• **Task instructions**
Copy out all lines from the entries below in which "pageSize" occurs.

• **Records for processing**

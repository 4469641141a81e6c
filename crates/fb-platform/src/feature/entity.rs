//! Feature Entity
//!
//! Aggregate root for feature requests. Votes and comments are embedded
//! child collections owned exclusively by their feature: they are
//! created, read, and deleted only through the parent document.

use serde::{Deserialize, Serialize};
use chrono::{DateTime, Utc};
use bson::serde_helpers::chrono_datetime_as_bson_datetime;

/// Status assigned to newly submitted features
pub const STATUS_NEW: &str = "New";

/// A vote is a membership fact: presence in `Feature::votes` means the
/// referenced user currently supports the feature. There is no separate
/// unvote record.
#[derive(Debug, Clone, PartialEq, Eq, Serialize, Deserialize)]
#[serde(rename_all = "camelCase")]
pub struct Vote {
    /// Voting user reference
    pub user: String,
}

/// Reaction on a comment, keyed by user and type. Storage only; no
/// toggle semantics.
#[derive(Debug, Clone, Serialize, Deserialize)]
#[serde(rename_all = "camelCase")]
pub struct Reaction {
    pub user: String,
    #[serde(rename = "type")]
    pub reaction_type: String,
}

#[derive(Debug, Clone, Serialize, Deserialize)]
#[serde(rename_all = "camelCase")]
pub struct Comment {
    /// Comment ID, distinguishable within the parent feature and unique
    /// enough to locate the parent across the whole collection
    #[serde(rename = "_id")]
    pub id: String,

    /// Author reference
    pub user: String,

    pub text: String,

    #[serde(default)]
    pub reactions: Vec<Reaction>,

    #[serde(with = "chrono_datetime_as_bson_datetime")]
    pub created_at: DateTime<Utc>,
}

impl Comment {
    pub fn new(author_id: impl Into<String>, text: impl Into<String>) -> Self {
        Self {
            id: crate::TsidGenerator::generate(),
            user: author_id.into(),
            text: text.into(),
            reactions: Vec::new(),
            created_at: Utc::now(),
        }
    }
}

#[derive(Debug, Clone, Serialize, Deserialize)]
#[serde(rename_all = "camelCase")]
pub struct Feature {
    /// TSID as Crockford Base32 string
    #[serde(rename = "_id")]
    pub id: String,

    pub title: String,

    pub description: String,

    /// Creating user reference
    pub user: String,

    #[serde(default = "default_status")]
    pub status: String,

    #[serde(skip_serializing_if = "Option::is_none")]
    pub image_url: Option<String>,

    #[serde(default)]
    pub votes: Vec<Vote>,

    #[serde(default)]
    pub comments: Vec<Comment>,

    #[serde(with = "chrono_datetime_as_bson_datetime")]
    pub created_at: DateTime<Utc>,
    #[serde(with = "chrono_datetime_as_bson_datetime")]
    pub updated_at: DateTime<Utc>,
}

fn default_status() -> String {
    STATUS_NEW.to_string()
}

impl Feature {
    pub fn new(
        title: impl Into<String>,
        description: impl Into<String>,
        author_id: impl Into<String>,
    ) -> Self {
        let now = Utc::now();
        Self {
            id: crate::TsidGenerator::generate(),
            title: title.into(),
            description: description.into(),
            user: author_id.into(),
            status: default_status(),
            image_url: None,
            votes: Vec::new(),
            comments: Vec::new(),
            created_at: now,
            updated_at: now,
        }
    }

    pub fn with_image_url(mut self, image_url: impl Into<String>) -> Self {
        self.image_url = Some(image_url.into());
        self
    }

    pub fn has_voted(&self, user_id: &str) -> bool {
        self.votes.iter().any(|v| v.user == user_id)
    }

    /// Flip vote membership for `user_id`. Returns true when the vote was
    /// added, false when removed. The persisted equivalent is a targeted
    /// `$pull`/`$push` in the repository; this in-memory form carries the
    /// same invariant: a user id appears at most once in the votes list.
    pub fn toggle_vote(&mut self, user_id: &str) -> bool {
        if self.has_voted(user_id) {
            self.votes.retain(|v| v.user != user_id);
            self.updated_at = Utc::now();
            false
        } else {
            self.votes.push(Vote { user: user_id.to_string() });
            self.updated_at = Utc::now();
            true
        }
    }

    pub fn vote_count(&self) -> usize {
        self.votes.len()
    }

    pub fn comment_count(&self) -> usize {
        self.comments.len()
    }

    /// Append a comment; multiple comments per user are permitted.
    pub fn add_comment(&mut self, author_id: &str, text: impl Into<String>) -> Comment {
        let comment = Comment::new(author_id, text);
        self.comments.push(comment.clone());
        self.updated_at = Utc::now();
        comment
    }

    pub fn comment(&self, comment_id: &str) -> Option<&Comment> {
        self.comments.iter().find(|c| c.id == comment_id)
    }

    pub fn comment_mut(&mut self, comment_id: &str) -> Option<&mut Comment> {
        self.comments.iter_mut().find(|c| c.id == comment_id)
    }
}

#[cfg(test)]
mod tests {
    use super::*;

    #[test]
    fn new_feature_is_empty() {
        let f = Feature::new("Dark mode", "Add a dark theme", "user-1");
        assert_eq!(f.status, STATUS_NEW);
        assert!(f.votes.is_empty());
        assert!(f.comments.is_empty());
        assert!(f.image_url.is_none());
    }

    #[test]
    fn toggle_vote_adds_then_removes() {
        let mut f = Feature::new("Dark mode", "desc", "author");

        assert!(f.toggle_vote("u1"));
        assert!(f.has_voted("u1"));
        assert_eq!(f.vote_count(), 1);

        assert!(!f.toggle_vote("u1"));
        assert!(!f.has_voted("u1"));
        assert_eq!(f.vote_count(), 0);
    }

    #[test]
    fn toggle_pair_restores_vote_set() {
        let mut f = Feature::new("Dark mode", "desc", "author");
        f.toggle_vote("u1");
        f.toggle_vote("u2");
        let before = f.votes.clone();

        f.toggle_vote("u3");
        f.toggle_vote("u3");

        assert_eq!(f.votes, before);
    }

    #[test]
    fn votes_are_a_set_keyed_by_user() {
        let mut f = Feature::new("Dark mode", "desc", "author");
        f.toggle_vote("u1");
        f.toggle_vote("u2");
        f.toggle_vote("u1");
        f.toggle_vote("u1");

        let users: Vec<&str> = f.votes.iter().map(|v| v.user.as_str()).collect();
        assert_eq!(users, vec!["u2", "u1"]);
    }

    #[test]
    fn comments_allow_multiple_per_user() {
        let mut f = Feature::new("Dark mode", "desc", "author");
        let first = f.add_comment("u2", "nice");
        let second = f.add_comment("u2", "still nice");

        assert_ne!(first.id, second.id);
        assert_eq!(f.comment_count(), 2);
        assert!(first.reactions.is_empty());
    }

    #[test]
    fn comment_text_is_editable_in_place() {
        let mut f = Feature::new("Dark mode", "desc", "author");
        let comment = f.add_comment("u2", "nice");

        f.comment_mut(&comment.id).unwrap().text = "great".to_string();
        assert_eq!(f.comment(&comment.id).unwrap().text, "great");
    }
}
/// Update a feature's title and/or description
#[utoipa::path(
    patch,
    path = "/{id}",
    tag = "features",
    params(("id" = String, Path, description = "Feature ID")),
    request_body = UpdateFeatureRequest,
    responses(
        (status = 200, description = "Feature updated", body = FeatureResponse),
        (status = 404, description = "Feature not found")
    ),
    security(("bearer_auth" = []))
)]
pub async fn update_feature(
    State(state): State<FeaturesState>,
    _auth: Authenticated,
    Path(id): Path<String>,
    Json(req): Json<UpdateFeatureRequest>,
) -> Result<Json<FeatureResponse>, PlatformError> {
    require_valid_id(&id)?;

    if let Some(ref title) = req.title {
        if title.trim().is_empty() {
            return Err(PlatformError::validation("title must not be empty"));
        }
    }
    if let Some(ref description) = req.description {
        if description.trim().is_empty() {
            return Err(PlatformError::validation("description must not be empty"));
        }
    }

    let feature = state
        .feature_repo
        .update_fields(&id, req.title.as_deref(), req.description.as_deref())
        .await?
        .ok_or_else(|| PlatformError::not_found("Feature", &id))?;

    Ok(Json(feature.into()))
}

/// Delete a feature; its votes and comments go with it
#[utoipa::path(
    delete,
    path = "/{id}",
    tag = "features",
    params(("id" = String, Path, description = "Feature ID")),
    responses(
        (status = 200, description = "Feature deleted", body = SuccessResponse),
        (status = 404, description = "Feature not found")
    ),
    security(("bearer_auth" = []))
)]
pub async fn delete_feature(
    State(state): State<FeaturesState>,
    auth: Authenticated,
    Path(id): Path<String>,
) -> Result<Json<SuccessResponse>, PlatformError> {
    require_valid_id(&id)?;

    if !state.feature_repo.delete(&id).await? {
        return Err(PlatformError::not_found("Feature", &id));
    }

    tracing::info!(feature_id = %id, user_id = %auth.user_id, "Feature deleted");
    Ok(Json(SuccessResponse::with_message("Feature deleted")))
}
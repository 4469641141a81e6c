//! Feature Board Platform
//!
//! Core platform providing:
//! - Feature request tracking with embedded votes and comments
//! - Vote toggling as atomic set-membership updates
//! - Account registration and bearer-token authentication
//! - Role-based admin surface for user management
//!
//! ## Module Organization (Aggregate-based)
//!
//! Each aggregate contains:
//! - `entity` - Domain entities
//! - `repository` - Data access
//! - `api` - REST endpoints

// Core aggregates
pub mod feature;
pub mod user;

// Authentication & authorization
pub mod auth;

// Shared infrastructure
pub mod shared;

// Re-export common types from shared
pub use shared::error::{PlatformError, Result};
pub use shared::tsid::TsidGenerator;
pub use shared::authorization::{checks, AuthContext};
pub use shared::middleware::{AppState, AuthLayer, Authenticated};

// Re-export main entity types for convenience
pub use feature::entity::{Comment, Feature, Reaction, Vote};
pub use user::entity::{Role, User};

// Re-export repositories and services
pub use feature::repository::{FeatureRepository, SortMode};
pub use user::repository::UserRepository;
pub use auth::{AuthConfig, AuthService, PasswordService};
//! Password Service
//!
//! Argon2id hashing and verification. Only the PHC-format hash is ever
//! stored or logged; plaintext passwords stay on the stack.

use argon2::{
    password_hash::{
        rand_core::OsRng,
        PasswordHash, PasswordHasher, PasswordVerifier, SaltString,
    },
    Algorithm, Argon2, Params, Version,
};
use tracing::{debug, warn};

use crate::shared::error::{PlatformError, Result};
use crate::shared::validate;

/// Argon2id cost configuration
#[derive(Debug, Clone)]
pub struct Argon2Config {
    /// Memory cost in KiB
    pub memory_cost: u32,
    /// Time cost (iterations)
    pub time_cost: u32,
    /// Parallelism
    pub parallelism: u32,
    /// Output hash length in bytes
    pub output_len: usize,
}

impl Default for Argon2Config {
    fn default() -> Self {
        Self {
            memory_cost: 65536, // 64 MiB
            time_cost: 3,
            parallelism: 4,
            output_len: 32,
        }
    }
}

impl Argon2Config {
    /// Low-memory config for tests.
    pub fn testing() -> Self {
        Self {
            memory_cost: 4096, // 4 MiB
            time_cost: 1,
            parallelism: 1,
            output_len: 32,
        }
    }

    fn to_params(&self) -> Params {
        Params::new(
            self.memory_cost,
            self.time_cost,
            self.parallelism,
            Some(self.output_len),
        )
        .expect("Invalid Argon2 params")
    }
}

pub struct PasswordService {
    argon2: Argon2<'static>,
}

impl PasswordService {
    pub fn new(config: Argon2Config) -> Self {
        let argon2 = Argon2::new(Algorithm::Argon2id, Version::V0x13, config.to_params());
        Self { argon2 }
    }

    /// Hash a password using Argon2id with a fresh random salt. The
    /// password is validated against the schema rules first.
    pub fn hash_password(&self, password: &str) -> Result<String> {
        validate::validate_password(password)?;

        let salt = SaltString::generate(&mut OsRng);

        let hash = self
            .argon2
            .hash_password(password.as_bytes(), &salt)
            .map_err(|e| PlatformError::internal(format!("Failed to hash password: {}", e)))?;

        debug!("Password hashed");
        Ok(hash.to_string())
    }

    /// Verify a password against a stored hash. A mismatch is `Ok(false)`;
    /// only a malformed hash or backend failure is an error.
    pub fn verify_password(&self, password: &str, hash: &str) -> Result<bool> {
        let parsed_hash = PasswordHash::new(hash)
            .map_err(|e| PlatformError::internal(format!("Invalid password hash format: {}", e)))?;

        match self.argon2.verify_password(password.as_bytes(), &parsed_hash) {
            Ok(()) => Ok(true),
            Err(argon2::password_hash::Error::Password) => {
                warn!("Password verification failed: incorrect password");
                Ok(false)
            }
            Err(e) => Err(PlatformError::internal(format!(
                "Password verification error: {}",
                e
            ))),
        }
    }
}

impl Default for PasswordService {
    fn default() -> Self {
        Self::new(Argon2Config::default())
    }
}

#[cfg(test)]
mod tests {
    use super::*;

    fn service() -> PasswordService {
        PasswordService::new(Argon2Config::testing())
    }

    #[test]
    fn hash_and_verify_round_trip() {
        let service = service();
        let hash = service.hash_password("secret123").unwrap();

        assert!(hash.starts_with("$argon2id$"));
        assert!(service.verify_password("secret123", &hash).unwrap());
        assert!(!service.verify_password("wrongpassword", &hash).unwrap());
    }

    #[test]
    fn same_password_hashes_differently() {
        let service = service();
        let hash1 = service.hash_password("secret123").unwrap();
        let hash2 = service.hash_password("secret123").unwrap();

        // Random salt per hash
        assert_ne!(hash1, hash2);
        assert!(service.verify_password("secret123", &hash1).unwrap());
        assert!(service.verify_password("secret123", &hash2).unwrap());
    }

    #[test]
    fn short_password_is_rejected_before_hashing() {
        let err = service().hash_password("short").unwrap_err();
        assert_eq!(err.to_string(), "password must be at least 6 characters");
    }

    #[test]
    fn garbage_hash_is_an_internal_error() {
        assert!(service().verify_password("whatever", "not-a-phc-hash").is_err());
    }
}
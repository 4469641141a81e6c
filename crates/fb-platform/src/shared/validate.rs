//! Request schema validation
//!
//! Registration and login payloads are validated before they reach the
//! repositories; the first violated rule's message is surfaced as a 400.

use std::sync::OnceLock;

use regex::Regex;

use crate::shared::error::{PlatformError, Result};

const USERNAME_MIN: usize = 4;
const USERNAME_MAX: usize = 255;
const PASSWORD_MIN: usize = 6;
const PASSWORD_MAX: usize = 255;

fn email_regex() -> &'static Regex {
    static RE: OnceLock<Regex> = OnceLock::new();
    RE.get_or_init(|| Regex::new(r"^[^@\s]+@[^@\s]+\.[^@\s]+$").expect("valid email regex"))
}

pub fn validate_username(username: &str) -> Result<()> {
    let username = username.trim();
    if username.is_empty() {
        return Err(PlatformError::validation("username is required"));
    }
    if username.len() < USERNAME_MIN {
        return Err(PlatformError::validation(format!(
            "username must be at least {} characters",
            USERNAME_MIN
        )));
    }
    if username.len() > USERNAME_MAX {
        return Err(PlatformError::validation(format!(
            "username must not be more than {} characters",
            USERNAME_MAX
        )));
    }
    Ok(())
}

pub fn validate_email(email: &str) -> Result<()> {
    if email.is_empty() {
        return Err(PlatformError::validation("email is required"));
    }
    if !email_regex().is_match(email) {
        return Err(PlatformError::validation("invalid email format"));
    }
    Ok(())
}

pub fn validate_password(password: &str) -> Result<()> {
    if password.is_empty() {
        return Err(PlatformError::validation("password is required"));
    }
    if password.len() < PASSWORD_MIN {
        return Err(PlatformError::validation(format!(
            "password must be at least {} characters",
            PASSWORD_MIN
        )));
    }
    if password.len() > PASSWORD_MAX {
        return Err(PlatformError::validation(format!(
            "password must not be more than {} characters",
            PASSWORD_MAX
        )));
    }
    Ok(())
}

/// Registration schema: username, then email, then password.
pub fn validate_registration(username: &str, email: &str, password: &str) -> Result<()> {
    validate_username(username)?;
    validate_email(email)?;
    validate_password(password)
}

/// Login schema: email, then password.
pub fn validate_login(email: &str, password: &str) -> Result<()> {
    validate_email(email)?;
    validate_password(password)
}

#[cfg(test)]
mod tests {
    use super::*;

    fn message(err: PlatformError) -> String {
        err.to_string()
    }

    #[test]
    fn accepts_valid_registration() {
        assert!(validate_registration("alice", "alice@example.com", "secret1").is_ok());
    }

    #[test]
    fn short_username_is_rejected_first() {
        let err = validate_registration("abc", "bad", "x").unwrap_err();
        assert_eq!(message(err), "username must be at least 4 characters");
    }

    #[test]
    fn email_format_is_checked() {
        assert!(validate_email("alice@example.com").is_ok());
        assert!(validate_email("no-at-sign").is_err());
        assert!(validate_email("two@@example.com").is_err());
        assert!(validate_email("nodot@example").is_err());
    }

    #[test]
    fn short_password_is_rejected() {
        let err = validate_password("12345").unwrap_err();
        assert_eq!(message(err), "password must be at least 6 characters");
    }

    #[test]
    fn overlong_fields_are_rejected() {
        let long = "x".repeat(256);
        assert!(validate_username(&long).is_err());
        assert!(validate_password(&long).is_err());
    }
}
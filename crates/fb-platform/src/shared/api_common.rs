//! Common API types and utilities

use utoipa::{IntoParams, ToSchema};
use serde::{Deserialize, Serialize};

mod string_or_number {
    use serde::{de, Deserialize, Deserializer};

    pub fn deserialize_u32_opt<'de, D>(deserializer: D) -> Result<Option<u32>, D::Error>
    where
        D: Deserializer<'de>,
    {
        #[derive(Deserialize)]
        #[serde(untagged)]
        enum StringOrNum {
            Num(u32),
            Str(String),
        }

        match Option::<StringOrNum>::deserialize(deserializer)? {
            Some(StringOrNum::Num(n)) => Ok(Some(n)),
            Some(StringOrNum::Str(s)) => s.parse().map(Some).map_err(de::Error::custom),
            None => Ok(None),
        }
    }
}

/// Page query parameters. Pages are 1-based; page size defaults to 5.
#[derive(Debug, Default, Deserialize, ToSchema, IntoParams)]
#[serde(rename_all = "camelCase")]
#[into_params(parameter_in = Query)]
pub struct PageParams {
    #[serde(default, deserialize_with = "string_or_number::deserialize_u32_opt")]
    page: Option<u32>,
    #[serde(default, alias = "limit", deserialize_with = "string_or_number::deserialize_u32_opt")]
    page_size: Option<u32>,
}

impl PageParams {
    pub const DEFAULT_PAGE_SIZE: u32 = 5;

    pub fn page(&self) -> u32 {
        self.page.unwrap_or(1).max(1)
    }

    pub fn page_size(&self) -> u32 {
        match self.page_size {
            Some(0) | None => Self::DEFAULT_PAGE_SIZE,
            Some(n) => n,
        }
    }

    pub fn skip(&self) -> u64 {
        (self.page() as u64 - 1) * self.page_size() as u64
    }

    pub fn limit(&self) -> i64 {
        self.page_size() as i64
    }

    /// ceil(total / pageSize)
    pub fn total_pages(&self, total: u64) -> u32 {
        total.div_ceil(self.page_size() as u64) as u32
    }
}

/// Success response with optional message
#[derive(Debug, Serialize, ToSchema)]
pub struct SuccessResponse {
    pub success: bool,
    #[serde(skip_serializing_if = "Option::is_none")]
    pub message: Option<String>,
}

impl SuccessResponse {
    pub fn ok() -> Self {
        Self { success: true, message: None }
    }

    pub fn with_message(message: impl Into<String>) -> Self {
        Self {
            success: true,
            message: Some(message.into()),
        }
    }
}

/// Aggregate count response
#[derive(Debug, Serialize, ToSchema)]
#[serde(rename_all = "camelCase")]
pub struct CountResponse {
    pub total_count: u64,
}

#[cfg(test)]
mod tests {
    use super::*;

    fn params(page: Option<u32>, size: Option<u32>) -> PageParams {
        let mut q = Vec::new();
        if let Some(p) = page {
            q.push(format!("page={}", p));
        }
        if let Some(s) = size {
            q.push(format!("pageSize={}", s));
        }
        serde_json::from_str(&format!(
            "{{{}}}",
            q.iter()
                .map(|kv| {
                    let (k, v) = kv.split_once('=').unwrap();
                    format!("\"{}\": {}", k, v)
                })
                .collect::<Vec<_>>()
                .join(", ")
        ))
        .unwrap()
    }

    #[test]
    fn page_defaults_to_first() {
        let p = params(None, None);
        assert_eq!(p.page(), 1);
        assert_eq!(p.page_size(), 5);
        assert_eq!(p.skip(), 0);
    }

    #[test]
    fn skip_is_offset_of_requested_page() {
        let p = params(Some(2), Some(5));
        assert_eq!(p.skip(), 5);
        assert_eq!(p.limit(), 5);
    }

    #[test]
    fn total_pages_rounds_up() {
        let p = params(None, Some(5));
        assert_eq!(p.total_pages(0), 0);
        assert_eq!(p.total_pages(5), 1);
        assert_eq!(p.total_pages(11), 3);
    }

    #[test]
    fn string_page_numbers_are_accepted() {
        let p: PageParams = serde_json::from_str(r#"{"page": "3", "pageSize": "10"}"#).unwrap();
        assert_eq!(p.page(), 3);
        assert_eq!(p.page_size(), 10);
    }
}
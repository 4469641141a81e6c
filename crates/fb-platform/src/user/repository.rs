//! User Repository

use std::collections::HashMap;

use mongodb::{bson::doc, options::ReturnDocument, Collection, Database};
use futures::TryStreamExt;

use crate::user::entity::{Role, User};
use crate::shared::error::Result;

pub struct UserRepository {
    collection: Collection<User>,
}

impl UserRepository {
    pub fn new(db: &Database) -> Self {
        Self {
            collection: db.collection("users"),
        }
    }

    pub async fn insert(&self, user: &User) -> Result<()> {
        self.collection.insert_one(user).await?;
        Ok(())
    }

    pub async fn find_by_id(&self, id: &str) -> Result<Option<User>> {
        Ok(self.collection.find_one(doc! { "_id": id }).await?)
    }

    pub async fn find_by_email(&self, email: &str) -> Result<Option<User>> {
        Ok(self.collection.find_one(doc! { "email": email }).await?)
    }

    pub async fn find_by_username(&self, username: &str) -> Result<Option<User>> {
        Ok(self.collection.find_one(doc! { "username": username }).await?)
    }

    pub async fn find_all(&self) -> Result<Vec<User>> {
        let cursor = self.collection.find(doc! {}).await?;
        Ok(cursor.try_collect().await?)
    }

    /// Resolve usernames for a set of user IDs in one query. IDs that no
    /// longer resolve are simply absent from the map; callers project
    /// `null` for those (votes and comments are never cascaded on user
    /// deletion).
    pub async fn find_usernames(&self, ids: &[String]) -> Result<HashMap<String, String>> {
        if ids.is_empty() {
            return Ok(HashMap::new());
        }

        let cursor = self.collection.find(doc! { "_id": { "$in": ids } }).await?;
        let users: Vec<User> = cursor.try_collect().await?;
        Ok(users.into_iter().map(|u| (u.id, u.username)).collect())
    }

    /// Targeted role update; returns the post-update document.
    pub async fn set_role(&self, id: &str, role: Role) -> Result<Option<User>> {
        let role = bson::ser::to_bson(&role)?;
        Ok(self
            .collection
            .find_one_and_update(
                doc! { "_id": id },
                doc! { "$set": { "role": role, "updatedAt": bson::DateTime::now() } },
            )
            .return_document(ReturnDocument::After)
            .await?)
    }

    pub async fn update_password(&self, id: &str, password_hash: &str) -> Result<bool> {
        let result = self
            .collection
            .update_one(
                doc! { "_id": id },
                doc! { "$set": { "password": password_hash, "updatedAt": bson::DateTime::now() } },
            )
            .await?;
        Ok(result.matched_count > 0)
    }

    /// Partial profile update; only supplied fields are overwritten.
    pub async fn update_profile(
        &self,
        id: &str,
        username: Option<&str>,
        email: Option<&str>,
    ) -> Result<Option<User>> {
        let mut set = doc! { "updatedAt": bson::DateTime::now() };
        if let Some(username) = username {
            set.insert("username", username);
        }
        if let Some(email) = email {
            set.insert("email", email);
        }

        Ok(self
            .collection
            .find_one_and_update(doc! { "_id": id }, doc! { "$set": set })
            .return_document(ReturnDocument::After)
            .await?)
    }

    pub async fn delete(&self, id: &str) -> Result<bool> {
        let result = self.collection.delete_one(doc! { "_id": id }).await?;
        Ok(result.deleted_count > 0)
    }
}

• **Response for this exercise**
    /// ceil(total / pageSize)
            q.push(format!("pageSize={}", s));
        let p: PageParams = serde_json::from_str(r#"{"page": "3", "pageSize": "10"}"#).unwrap();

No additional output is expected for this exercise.